"""
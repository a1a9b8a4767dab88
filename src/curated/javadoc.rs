//! Documentation payloads.

use serde::{Deserialize, Serialize};

use crate::base::constants::DOC_LINE_SEPARATOR;

/// Documentation attached to a curated record.
///
/// Most records carry an ordered list of lines; parameters usually carry a
/// single string. Both shapes normalize to the same text.
#[derive(Clone, Debug, PartialEq, Eq, Serialize, Deserialize)]
#[serde(untagged)]
pub enum Javadoc {
    Text(String),
    Lines(Vec<String>),
}

impl Javadoc {
    /// Join lines with a literal `\n` (backslash, `n`); text passes through.
    pub fn to_text(&self) -> String {
        match self {
            Self::Text(text) => text.clone(),
            Self::Lines(lines) => lines.join(DOC_LINE_SEPARATOR),
        }
    }
}

/// Normalized text of an optional payload; empty when absent.
pub fn doc_text(javadoc: Option<&Javadoc>) -> String {
    javadoc.map(Javadoc::to_text).unwrap_or_default()
}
"""
> Work to be completed
Note each line of the entries that has "serde" in it, and copy those lines.

> Expected output
use serde::{Deserialize, Serialize};
#[serde(untagged)]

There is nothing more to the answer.